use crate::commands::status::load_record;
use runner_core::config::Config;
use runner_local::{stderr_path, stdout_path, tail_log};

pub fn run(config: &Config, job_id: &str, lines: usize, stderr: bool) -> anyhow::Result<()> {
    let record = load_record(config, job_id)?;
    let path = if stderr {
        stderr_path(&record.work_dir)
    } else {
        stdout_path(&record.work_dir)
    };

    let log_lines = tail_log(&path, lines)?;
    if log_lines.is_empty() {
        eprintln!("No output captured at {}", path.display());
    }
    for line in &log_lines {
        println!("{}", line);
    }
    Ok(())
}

......

What the task requires ▸
The response must give every line from the material above that holds the string "config".

Solution to this task ▸
use runner_core::config::Config;
pub fn run(config: &Config, job_id: &str, lines: usize, stderr: bool) -> anyhow::Result<()> {
    let record = load_record(config, job_id)?;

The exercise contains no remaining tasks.